On the set of elasticities in numerical monoids

TL;DR

This paper investigates the relationship between elasticities and length sets in numerical monoids, showing that elasticities can fully determine length sets in arithmetical cases and describing their structure in general.

Contribution

It proves that elasticities determine length sets in arithmetical numerical monoids and characterizes elasticities in general numerical monoids.

Findings

Elasticities fully determine length sets in arithmetical numerical monoids.

Elasticities form specific monotone sequences with a common limit in general monoids.
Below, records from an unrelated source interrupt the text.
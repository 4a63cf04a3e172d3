// Copyright (c) 2025 Fabstir
// SPDX-License-Identifier: BUSL-1.1
//! Mediating HTTP fetch proxy
//!
//! Admission control, a single-flight response cache, bounded bulk
//! scheduling and content classification in front of an outbound transport.

pub mod bulk;
pub mod cache;
pub mod classifier;
pub mod config;
pub mod domain_policy;
pub mod executor;
pub mod intelligence;
pub mod rate_limiter;
pub mod service;
pub mod stats;
pub mod transport;
pub mod types;

pub use bulk::{BulkJob, BulkScheduler};
pub use cache::{CacheEntry, CacheLookup, CacheStore, Fingerprint, MemoryStore, ResponseCache, StoreError};
pub use classifier::{Classification, ContentClassifier};
pub use config::{ConfigError, DomainMatch, ProxyConfig};
pub use domain_policy::{DomainDecision, DomainPolicy};
pub use executor::FetchExecutor;
pub use intelligence::{
    BlockedLog, BlockedRecord, IntelligenceRecord, JsonlSink, MemorySink, RecordSink, SinkError,
    SinkRecord,
};
pub use rate_limiter::{RateDecision, RateLimiter};
pub use service::{Credentials, FetchProxy, HealthReport, HealthStatus, HousekeepingReport};
pub use stats::{ProxyStats, StatsSnapshot};
pub use transport::{OutboundRequest, ReqwestTransport, Transport, TransportError, TransportResponse};
pub use types::{ErrorKind, FetchRequest, FetchRequestBuilder, FetchResult, HttpMethod, ProxyError};
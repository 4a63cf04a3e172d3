// Copyright (c) 2025 Fabstir
// SPDX-License-Identifier: BUSL-1.1
//! Request counters for the stats endpoint

use serde::Serialize;
use std::collections::BTreeMap;
use std::sync::atomic::{AtomicU64, AtomicUsize, Ordering};
use std::sync::{Arc, Mutex};

use super::types::FetchResult;

/// Point-in-time view of [`ProxyStats`]
#[derive(Debug, Clone, Serialize, PartialEq)]
#[serde(rename_all = "camelCase")]
pub struct StatsSnapshot {
    pub request_count: u64,
    pub cache_hits: u64,
    pub cache_hit_rate: f64,
    pub coalesced_count: u64,
    /// Share of requests per non-success outcome (status code or error kind)
    pub error_rate_by_status: BTreeMap<String, f64>,
    pub active_concurrency: usize,
    pub blocked_count: u64,
    pub cache_degraded: bool,
}

#[derive(Default)]
pub struct ProxyStats {
    requests: AtomicU64,
    cache_hits: AtomicU64,
    coalesced: AtomicU64,
    blocked: AtomicU64,
    active: AtomicUsize,
    outcomes: Mutex<BTreeMap<String, u64>>,
}

impl ProxyStats {
    pub fn new() -> Self {
        Self::default()
    }

    /// Count one completed request
    pub fn record(&self, result: &FetchResult) {
        self.requests.fetch_add(1, Ordering::Relaxed);
        if result.cache_hit {
            self.cache_hits.fetch_add(1, Ordering::Relaxed);
        }
        if let Some(error) = &result.error {
            if error.is_admission_denial() {
                self.blocked.fetch_add(1, Ordering::Relaxed);
            }
        }
        if let Some(label) = outcome_label(result) {
            if let Ok(mut outcomes) = self.outcomes.lock() {
                *outcomes.entry(label).or_insert(0) += 1;
            }
        }
    }

    pub fn record_coalesced(&self) {
        self.coalesced.fetch_add(1, Ordering::Relaxed);
    }

    /// Mark a transport call as started; the guard marks it finished
    pub fn begin_transport(self: &Arc<Self>) -> ActiveGuard {
        self.active.fetch_add(1, Ordering::Relaxed);
        ActiveGuard {
            stats: Arc::clone(self),
        }
    }

    pub fn active(&self) -> usize {
        self.active.load(Ordering::Relaxed)
    }

    pub fn snapshot(&self, cache_degraded: bool) -> StatsSnapshot {
        let request_count = self.requests.load(Ordering::Relaxed);
        let cache_hits = self.cache_hits.load(Ordering::Relaxed);
        let rate = |n: u64| {
            if request_count == 0 {
                0.0
            } else {
                n as f64 / request_count as f64
            }
        };

        let error_rate_by_status: BTreeMap<String, f64> = self
            .outcomes
            .lock()
            .map(|outcomes| {
                outcomes
                    .iter()
                    .map(|(label, count)| (label.clone(), rate(*count)))
                    .collect()
            })
            .unwrap_or_default();

        StatsSnapshot {
            request_count,
            cache_hits,
            cache_hit_rate: rate(cache_hits),
            coalesced_count: self.coalesced.load(Ordering::Relaxed),
            error_rate_by_status,
            active_concurrency: self.active(),
            blocked_count: self.blocked.load(Ordering::Relaxed),
            cache_degraded,
        }
    }
}

pub struct ActiveGuard {
    stats: Arc<ProxyStats>,
}

impl Drop for ActiveGuard {
    fn drop(&mut self) {
        self.stats.active.fetch_sub(1, Ordering::Relaxed);
    }
}

/// `None` for successes; otherwise the status code or error code
fn outcome_label(result: &FetchResult) -> Option<String> {
    if result.success {
        return None;
    }
    match (&result.error, result.status_code) {
        (Some(error), _) => Some(error.code().to_string()),
        (None, Some(status)) => Some(status.to_string()),
        (None, None) => Some("UNKNOWN".to_string()),
    }
}
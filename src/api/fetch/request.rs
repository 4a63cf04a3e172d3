// Copyright (c) 2025 Fabstir
// SPDX-License-Identifier: BUSL-1.1
//! Fetch API request types

use serde::{Deserialize, Serialize};
use std::collections::BTreeMap;
use std::time::Duration;

use crate::proxy::{FetchRequest, HttpMethod, ProxyError};

/// Longest per-request timeout a caller may ask for
pub const MAX_TIMEOUT_SECS: f64 = 300.0;

/// Request body for POST /fetch
#[derive(Debug, Clone, Serialize, Deserialize)]
#[serde(rename_all = "camelCase")]
pub struct FetchApiRequest {
    /// Absolute http(s) URL to fetch
    pub url: String,

    #[serde(default)]
    pub method: HttpMethod,

    /// Outbound headers in caller order; repeated names are kept
    #[serde(default, deserialize_with = "header_list::deserialize")]
    pub headers: Vec<(String, String)>,

    /// Request body, ignored for GET and HEAD
    #[serde(default, alias = "data")]
    pub body: Option<String>,

    #[serde(default)]
    pub cookies: BTreeMap<String, String>,

    /// Timeout in seconds; the server default applies when absent
    #[serde(default)]
    pub timeout: Option<f64>,

    #[serde(default = "default_true", alias = "follow_redirects")]
    pub follow_redirects: bool,

    #[serde(default = "default_true", alias = "verify_ssl")]
    pub verify_ssl: bool,

    #[serde(default = "default_true", alias = "cache_enabled")]
    pub cache_enabled: bool,

    #[serde(default, alias = "user_agent")]
    pub user_agent: Option<String>,

    /// Statuses treated as success (default 200-399)
    #[serde(default, alias = "allow_status_codes")]
    pub allow_status_codes: Option<Vec<u16>>,

    #[serde(default, alias = "intelligence_tags")]
    pub tags: Vec<String>,
}

fn default_true() -> bool {
    true
}

/// Header lists given either as a JSON object, read in document order, or as
/// an array of `[name, value]` pairs
pub mod header_list {
    use serde::de::{Deserializer, MapAccess, SeqAccess, Visitor};
    use std::fmt;

    pub fn deserialize<'de, D>(deserializer: D) -> Result<Vec<(String, String)>, D::Error>
    where
        D: Deserializer<'de>,
    {
        deserializer.deserialize_any(HeaderListVisitor)
    }

    struct HeaderListVisitor;

    impl<'de> Visitor<'de> for HeaderListVisitor {
        type Value = Vec<(String, String)>;

        fn expecting(&self, f: &mut fmt::Formatter<'_>) -> fmt::Result {
            f.write_str("an object of header values or a list of [name, value] pairs")
        }

        fn visit_map<A>(self, mut map: A) -> Result<Self::Value, A::Error>
        where
            A: MapAccess<'de>,
        {
            let mut headers = Vec::with_capacity(map.size_hint().unwrap_or(0));
            while let Some(entry) = map.next_entry::<String, String>()? {
                headers.push(entry);
            }
            Ok(headers)
        }

        fn visit_seq<A>(self, mut seq: A) -> Result<Self::Value, A::Error>
        where
            A: SeqAccess<'de>,
        {
            let mut headers = Vec::with_capacity(seq.size_hint().unwrap_or(0));
            while let Some(pair) = seq.next_element::<(String, String)>()? {
                headers.push(pair);
            }
            Ok(headers)
        }

        fn visit_unit<E>(self) -> Result<Self::Value, E> {
            Ok(Vec::new())
        }
    }
}

/// Validate a caller-supplied timeout in seconds
pub fn parse_timeout(timeout: Option<f64>, default: Duration) -> Result<Duration, ProxyError> {
    match timeout {
        None => Ok(default),
        Some(secs) if secs.is_finite() && secs > 0.0 && secs <= MAX_TIMEOUT_SECS => {
            Ok(Duration::from_secs_f64(secs))
        }
        Some(secs) => Err(ProxyError::InvalidRequest {
            reason: format!(
                "timeout must be between 0 and {} seconds, got {}",
                MAX_TIMEOUT_SECS, secs
            ),
        }),
    }
}

impl FetchApiRequest {
    /// Convert into a validated [`FetchRequest`]
    pub fn into_fetch_request(self, default_timeout: Duration) -> Result<FetchRequest, ProxyError> {
        let timeout = parse_timeout(self.timeout, default_timeout)?;

        let mut builder = FetchRequest::builder(self.url)
            .method(self.method)
            .headers(self.headers)
            .timeout(timeout)
            .follow_redirects(self.follow_redirects)
            .verify_ssl(self.verify_ssl)
            .cache_enabled(self.cache_enabled)
            .tags(self.tags);

        for (name, value) in self.cookies {
            builder = builder.cookie(name, value);
        }
        if let Some(body) = self.body {
            builder = builder.body(body);
        }
        if let Some(user_agent) = self.user_agent {
            builder = builder.user_agent(user_agent);
        }
        if let Some(codes) = self.allow_status_codes {
            builder = builder.allow_status_codes(codes);
        }

        builder.build()
    }
}
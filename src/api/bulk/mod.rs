// Copyright (c) 2025 Fabstir
// SPDX-License-Identifier: BUSL-1.1
//! Bulk fetch API endpoint
//!
//! Provides the `/fetch/bulk` HTTP endpoint.

pub mod handler;
pub mod request;
pub mod response;

pub use handler::bulk_handler;
pub use request::BulkApiRequest;
pub use response::BulkApiResponse;
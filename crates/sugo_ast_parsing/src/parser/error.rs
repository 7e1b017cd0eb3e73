use std::fmt::{Display, Formatter};
use std::io;
use sugo_ast::File;
use sugo_tokens::pos::Pos;
use sugo_tokens::PosError;

/// Represents an error found while scanning or parsing a file
#[derive(Debug, Clone, PartialEq, thiserror::Error)]
pub struct SyntaxError {
    pub kind: PosError<ErrorKind, SyntaxError>,
}

impl SyntaxError {
    /// Creates a new error
    pub fn new(kind: ErrorKind, pos: Pos) -> Self {
        Self {
            kind: PosError::new(kind, pos, None),
        }
    }

    /// Creates a new error pointing at a related location
    pub fn with_cause(kind: ErrorKind, pos: Pos, cause: SyntaxError) -> Self {
        Self {
            kind: PosError::new(kind, pos, cause),
        }
    }

    pub fn pos(&self) -> Option<&Pos> {
        self.kind.location()
    }

    pub fn error_kind(&self) -> &ErrorKind {
        self.kind.error()
    }

    /// The message of this error without its position
    pub fn message(&self) -> String {
        self.kind.error().to_string()
    }
}

impl Display for SyntaxError {
    fn fmt(&self, f: &mut Formatter<'_>) -> std::fmt::Result {
        write!(f, "{}", self.kind)
    }
}

/// [SyntaxError] kind
#[derive(Debug, Clone, PartialEq, thiserror::Error)]
pub enum ErrorKind {
    /// A malformed token, comment or directive
    #[error("{0}")]
    Lex(String),
    #[error("syntax error: {0}")]
    Syntax(String),
    /// A well-formed construct that is not allowed where it appears, such as a misplaced
    /// branch statement
    #[error("{0}")]
    Invalid(String),
    #[error("syntax error: {0}")]
    Sugar(#[from] SugarError),
}

/// Errors in the constructs that are lowered while parsing
#[derive(Debug, Clone, PartialEq, Eq, thiserror::Error)]
pub enum SugarError {
    #[error("enum {name} has no members")]
    EmptyEnum { name: String },
    #[error("top-level statements are not allowed when func main is declared")]
    EntryPointConflict,
    #[error("missing key in map literal")]
    MissingMapKey,
}

/// Returned when a file had errors. The partially parsed file is kept so it can still be
/// inspected.
#[derive(Debug, thiserror::Error)]
#[error("{first}{}", more_errors(.count))]
pub struct ParseFailure {
    pub partial: File,
    pub first: SyntaxError,
    /// The total number of errors, including `first`
    pub count: usize,
}

fn more_errors(count: &usize) -> String {
    match *count {
        0 | 1 => String::new(),
        2 => " (and 1 more error)".to_string(),
        n => format!(" (and {} more errors)", n - 1),
    }
}

/// An error while parsing a file from disk
#[derive(Debug, thiserror::Error)]
pub enum ParseFileError {
    #[error(transparent)]
    Io(#[from] io::Error),
    #[error(transparent)]
    Parse(#[from] ParseFailure),
}

#[cfg(test)]
mod tests {
    use super::*;
    use sugo_tokens::pos::PosBase;

    #[test]
    fn test_display() {
        let pos = Pos::new(PosBase::file("a.sugo"), 3, 4);
        let error = SyntaxError::new(ErrorKind::Syntax("unexpected name x".into()), pos.clone());
        assert_eq!(error.to_string(), "a.sugo:3:4: syntax error: unexpected name x");
        assert_eq!(error.message(), "syntax error: unexpected name x");
        assert_eq!(error.pos(), Some(&pos));

        let lex = SyntaxError::new(ErrorKind::Lex("newline in string".into()), pos.clone());
        assert_eq!(lex.to_string(), "a.sugo:3:4: newline in string");

        let sugar = SyntaxError::new(SugarError::EntryPointConflict.into(), pos);
        assert_eq!(
            sugar.message(),
            "syntax error: top-level statements are not allowed when func main is declared"
        );
    }

    #[test]
    fn test_more_errors() {
        assert_eq!(more_errors(&1), "");
        assert_eq!(more_errors(&2), " (and 1 more error)");
        assert_eq!(more_errors(&5), " (and 4 more errors)");
    }
}
//! A sugoc error

use itertools::Itertools as _;
use std::io;
use std::path::PathBuf;
use sugo_ast_parsing::parser::error::SyntaxError;
use sugo_tokens::pos::Pos;
use sugo_tokens::PosError;
use thiserror::Error;

/// The kind of error
#[derive(Debug, Error)]
pub enum SugoCErrorKind {
    #[error(transparent)]
    Io(#[from] io::Error),
    /// A file had syntax errors. Holds every error that was reported, in source order.
    #[error("{} has {} syntax error(s):\n{}", .path.display(), .diagnostics.len(), .diagnostics.iter().join("\n"))]
    Parse {
        path: PathBuf,
        diagnostics: Vec<SyntaxError>,
    },
    #[error("{}", .0.iter().join("\n"))]
    Multi(Vec<SugoCError>),
}

/// An error occurred while processing sugo files
#[derive(Debug, Error)]
#[error(transparent)]
pub struct SugoCError(PosError<SugoCErrorKind, SugoCError>);

impl SugoCError {
    /// Creates a new [SugoCError] using a quick constructor
    #[inline]
    pub fn new(
        error: impl Into<SugoCErrorKind>,
        location: impl Into<Option<Pos>>,
        caused_by: impl Into<Option<SugoCError>>,
    ) -> Self {
        Self(PosError::new(error.into(), location.into(), caused_by.into()))
    }

    pub fn kind(&self) -> &SugoCErrorKind {
        self.0.error()
    }

    pub fn location(&self) -> Option<&Pos> {
        self.0.location()
    }

    /// Every syntax error carried by this error, including those of nested errors
    pub fn diagnostics(&self) -> Vec<(&PathBuf, &SyntaxError)> {
        match self.kind() {
            SugoCErrorKind::Io(_) => vec![],
            SugoCErrorKind::Parse { path, diagnostics } => {
                diagnostics.iter().map(|d| (path, d)).collect()
            }
            SugoCErrorKind::Multi(errors) => {
                errors.iter().flat_map(|e| e.diagnostics()).collect()
            }
        }
    }
}

impl<T> From<T> for SugoCError
where
    SugoCErrorKind: From<T>,
{
    fn from(value: T) -> Self {
        Self::new(SugoCErrorKind::from(value), None, None)
    }
}

impl From<Vec<SugoCError>> for SugoCErrorKind {
    fn from(value: Vec<SugoCError>) -> Self {
        SugoCErrorKind::Multi(value)
    }
}

/// A type alias for general results in sugoc
pub type SugoCResult<T> = Result<T, SugoCError>;

#[cfg(test)]
mod tests {
    use super::*;
    use sugo_ast_parsing::parser::error::ErrorKind;
    use sugo_tokens::pos::PosBase;

    #[test]
    fn test_multi_lists_every_error() {
        let pos = Pos::new(PosBase::file("a.sugo"), 1, 2);
        let parse = SugoCError::from(SugoCErrorKind::Parse {
            path: PathBuf::from("a.sugo"),
            diagnostics: vec![SyntaxError::new(ErrorKind::Syntax("unexpected x".into()), pos)],
        });
        let io = SugoCError::from(io::Error::new(io::ErrorKind::NotFound, "b.sugo not found"));
        let multi = SugoCError::from(vec![parse, io]);
        assert_eq!(
            multi.to_string(),
            "a.sugo has 1 syntax error(s):\na.sugo:1:2: syntax error: unexpected x\nb.sugo not found"
        );
        assert_eq!(multi.diagnostics().len(), 1);
    }
}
The set of elasticities can be reconstructed from length sets in arithmetical cases.

Abstract

In an atomic, cancellative, commutative monoid $S$, the elasticity of an element provides a coarse measure of its non-unique factorizations by comparing the largest and smallest values in its set of factorization lengths (called its length set). In this paper, we show that the set of length sets $\mathcal L(S)$ for any arithmetical numerical monoid $S$ can be completely recovered from its set of elasticities $R(S)$; therefore, $R(S)$ is as strong a factorization invariant as $\mathcal L(S)$ in this setting. For general numerical monoids, we describe the set of elasticities as a specific collection of monotone increasing sequences with a common limit point of $\max R(S)$.